▶ _Exercise description_
Counting only lines that contain "GeoTransform", how many are there in the records below? Give the figure alone.
++++++++
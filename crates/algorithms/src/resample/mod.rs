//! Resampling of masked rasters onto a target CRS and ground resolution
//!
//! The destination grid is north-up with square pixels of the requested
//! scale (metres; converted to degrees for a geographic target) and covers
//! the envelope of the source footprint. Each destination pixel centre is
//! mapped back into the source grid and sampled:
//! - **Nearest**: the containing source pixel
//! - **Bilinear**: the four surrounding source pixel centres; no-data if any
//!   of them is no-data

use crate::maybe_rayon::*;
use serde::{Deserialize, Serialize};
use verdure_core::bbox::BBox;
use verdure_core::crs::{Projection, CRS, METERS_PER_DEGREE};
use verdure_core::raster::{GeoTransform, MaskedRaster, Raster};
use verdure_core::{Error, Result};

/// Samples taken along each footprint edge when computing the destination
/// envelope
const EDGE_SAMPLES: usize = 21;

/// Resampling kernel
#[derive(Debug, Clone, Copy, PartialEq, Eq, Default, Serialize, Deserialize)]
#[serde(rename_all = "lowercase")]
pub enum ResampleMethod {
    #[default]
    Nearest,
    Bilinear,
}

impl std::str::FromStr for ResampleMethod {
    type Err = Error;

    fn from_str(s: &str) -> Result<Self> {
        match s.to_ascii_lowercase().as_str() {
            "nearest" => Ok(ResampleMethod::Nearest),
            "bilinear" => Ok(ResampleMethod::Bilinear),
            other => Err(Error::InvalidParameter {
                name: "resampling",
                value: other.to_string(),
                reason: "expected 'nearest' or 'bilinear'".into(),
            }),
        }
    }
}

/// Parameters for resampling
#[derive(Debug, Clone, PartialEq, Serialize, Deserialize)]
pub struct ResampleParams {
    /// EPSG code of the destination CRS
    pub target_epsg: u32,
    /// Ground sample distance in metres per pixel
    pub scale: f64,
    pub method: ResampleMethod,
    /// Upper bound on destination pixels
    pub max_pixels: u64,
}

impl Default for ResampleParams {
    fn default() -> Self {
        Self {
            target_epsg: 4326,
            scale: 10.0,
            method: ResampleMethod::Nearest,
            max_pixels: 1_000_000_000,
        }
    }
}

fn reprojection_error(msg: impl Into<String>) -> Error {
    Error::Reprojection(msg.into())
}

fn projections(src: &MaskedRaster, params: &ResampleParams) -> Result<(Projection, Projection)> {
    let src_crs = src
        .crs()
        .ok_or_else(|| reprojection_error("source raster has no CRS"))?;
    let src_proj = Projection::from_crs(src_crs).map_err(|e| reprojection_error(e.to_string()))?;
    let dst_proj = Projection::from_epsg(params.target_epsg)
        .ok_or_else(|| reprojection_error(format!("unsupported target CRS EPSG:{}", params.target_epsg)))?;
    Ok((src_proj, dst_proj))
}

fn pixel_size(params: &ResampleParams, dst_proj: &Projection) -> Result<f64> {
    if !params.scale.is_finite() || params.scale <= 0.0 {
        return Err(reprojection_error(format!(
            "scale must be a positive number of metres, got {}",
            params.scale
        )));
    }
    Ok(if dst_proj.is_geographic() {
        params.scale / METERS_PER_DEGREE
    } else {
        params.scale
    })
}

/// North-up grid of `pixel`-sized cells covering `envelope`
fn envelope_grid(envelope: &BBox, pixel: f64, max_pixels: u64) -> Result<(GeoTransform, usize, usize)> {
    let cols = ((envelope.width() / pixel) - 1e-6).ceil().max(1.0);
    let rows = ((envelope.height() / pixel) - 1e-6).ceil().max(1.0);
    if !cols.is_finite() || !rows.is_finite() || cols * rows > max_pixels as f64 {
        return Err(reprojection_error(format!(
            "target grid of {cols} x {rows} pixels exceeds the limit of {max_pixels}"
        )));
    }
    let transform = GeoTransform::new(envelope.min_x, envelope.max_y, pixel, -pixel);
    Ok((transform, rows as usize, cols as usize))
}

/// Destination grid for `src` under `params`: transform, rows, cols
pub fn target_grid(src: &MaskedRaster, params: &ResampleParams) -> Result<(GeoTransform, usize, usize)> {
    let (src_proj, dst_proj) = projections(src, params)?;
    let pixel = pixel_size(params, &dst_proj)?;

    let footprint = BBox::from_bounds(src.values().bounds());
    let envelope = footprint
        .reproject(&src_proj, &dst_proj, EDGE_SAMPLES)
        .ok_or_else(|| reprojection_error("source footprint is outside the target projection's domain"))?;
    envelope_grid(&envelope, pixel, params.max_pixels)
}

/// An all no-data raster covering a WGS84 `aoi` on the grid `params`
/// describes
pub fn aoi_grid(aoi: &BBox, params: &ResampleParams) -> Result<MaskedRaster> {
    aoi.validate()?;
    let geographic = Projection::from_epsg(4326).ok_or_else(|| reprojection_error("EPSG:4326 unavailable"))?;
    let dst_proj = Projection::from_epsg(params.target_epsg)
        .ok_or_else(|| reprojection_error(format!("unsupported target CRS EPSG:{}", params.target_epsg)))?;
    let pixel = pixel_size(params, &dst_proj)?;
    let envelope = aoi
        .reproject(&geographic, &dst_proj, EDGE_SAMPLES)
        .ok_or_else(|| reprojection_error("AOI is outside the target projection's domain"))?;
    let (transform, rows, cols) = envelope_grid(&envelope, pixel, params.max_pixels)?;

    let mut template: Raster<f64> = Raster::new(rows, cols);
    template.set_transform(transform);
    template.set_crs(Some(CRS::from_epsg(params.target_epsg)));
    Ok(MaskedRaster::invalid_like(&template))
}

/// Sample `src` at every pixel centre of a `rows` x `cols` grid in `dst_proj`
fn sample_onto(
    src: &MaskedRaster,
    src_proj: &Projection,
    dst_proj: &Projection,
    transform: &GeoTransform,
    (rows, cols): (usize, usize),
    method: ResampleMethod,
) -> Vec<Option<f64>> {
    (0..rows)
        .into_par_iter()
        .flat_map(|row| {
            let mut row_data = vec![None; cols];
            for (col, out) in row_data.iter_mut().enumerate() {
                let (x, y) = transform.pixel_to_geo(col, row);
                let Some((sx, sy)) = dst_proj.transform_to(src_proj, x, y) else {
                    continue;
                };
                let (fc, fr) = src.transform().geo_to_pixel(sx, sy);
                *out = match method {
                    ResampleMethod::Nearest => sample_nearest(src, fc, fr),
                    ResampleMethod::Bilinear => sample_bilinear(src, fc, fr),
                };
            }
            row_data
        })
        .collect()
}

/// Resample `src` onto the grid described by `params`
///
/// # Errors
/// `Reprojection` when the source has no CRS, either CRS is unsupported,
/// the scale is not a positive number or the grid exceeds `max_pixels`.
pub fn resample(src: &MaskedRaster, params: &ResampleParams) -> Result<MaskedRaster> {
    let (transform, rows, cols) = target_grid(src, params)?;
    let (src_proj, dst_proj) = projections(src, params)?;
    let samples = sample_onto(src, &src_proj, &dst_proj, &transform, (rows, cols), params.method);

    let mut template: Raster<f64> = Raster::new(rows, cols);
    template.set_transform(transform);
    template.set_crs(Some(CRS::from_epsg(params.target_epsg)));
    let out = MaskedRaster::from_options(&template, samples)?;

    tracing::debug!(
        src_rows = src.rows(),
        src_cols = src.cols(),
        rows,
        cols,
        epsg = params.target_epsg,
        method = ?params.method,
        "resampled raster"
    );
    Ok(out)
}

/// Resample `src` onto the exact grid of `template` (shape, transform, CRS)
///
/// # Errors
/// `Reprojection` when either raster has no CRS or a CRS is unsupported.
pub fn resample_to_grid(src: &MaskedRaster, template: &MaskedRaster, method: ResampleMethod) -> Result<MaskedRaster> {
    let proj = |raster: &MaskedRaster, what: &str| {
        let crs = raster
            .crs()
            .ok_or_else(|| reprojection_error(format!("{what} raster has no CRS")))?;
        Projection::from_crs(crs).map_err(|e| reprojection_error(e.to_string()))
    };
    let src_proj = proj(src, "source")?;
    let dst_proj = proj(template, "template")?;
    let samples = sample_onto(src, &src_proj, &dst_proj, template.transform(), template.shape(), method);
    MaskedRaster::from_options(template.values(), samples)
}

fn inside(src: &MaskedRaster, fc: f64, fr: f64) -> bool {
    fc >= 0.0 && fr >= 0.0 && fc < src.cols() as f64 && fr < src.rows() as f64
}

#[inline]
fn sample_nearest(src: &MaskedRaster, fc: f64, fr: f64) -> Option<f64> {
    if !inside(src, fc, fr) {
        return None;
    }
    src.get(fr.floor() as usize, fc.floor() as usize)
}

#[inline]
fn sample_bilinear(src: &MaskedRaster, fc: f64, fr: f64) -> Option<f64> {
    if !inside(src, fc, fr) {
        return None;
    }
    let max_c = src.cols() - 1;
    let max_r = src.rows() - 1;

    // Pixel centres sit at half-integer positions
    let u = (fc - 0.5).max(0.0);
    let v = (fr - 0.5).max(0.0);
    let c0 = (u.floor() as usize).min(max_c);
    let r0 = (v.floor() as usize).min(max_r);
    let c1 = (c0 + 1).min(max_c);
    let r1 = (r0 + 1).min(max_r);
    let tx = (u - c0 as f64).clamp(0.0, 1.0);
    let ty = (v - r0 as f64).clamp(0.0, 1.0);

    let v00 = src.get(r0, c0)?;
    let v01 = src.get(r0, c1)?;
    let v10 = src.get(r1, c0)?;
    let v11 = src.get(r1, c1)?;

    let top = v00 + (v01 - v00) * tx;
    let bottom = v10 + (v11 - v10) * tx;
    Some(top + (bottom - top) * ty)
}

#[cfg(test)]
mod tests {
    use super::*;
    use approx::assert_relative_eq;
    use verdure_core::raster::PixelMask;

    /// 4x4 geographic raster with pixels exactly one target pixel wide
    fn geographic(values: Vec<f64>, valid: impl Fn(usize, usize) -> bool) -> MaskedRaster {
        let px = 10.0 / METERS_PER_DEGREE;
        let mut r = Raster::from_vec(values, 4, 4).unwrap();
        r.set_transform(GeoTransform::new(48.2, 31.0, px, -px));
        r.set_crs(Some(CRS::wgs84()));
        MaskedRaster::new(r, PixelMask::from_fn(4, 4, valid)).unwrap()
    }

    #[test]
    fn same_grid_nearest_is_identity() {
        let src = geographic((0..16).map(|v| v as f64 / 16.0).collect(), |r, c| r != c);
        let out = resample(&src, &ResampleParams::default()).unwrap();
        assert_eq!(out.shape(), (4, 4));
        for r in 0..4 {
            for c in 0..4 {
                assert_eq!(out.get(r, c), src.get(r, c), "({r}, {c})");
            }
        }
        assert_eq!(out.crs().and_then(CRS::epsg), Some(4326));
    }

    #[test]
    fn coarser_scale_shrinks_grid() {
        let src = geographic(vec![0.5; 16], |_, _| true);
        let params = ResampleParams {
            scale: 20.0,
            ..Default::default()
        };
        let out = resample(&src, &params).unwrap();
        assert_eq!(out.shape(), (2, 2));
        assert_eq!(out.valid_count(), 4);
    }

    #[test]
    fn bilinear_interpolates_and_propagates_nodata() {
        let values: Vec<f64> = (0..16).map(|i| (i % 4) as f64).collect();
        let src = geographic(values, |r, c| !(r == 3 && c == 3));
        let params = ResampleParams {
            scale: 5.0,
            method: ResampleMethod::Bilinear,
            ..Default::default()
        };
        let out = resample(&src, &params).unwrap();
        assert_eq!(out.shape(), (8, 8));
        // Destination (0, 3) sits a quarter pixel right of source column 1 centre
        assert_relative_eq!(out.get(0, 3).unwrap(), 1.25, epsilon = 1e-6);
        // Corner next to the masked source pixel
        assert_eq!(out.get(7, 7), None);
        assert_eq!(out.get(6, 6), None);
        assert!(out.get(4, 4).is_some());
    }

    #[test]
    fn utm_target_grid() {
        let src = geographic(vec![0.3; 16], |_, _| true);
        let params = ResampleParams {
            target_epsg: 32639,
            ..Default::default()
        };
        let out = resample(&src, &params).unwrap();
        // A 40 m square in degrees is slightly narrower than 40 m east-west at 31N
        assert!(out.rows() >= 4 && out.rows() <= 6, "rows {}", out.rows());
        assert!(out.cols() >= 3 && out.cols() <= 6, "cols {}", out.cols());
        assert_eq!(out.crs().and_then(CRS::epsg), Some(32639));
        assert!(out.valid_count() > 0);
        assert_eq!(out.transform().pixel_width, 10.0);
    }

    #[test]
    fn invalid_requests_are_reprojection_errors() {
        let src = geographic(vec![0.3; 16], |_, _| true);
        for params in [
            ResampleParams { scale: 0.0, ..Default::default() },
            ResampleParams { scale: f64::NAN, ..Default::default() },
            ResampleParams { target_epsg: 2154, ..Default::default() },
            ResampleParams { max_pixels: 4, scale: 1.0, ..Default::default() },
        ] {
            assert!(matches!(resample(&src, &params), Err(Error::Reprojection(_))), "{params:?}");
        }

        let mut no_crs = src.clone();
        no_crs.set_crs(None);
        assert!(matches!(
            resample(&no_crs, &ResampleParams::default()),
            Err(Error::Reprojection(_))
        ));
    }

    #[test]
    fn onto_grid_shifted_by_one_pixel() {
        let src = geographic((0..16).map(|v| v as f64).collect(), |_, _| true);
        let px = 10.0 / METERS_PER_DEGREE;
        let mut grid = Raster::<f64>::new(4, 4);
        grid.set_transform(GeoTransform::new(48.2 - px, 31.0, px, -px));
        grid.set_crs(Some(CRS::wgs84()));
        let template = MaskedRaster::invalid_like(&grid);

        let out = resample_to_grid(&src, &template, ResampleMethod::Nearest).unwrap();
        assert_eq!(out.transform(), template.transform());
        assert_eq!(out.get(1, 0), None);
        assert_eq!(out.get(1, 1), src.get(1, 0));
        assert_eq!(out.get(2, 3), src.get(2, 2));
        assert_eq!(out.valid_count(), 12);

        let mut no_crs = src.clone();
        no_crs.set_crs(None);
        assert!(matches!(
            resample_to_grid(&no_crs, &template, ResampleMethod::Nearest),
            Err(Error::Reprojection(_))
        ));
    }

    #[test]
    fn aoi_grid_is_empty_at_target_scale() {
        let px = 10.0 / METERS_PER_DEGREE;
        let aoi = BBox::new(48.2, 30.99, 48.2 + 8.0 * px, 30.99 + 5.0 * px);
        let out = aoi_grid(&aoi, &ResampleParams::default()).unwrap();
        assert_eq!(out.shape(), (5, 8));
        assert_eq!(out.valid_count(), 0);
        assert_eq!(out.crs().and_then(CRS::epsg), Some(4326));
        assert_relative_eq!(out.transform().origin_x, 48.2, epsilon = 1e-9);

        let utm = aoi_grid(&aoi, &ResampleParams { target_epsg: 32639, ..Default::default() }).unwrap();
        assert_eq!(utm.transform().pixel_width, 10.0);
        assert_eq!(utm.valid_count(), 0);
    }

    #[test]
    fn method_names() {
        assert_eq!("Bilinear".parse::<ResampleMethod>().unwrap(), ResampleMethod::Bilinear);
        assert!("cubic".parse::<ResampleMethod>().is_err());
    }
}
++++++++
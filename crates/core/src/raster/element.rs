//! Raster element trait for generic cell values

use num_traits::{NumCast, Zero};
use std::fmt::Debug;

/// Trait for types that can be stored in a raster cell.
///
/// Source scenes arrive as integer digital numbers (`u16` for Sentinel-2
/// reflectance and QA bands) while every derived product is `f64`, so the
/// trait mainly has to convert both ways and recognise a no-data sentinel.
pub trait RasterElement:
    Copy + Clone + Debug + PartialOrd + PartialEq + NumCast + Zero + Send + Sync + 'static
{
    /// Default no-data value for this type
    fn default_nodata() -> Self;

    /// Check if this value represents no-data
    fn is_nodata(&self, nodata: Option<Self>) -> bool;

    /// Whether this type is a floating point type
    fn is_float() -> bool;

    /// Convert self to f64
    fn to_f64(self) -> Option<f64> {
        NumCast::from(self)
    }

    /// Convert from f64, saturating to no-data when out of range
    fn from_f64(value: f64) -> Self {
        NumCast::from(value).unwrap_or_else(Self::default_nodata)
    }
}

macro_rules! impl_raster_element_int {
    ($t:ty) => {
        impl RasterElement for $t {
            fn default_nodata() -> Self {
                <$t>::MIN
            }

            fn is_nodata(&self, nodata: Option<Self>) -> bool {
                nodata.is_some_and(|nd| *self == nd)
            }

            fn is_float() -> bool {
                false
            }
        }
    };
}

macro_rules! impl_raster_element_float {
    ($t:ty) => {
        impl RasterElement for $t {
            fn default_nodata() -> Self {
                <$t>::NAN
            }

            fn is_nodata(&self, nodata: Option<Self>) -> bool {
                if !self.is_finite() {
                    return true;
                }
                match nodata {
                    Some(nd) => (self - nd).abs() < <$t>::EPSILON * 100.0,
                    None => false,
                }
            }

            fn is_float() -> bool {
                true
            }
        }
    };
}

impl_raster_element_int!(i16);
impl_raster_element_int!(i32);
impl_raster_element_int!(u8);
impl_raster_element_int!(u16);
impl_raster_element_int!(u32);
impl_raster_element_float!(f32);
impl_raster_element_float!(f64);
++++++++
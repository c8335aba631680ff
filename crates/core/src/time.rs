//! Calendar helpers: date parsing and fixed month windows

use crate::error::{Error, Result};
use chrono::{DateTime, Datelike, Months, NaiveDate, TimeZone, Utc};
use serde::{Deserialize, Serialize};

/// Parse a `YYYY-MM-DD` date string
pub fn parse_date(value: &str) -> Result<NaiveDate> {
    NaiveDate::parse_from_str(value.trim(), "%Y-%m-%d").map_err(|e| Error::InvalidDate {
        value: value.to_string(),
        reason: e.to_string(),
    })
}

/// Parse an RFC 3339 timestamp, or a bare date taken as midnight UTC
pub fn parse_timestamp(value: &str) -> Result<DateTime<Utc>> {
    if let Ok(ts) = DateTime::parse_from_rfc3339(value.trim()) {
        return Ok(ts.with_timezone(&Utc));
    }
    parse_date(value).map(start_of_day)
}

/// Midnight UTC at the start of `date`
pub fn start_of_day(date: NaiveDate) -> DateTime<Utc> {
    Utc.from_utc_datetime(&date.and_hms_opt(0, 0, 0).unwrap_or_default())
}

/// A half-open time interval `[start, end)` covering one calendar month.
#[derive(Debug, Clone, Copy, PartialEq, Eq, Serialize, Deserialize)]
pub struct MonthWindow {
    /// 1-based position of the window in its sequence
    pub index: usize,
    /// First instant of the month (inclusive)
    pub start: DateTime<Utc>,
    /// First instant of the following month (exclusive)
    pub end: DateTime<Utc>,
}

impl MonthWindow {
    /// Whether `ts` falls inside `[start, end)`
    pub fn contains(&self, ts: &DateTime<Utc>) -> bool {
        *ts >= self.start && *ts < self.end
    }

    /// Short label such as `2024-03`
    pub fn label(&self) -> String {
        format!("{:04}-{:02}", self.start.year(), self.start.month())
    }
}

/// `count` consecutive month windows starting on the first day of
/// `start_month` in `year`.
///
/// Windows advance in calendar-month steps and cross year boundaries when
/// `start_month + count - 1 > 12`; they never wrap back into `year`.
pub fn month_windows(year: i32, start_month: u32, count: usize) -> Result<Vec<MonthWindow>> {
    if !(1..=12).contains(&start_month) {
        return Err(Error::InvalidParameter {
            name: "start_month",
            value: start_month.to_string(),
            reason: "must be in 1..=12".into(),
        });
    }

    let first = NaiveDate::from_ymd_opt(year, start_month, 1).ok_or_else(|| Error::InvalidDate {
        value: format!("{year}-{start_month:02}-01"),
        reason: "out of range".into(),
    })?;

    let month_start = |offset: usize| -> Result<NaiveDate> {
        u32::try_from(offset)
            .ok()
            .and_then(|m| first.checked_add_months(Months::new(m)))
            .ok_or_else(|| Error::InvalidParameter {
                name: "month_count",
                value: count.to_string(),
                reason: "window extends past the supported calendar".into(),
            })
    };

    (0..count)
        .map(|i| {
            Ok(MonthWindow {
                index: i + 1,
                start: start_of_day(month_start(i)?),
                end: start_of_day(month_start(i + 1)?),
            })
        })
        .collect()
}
++++++++
▶ _Answer area_
7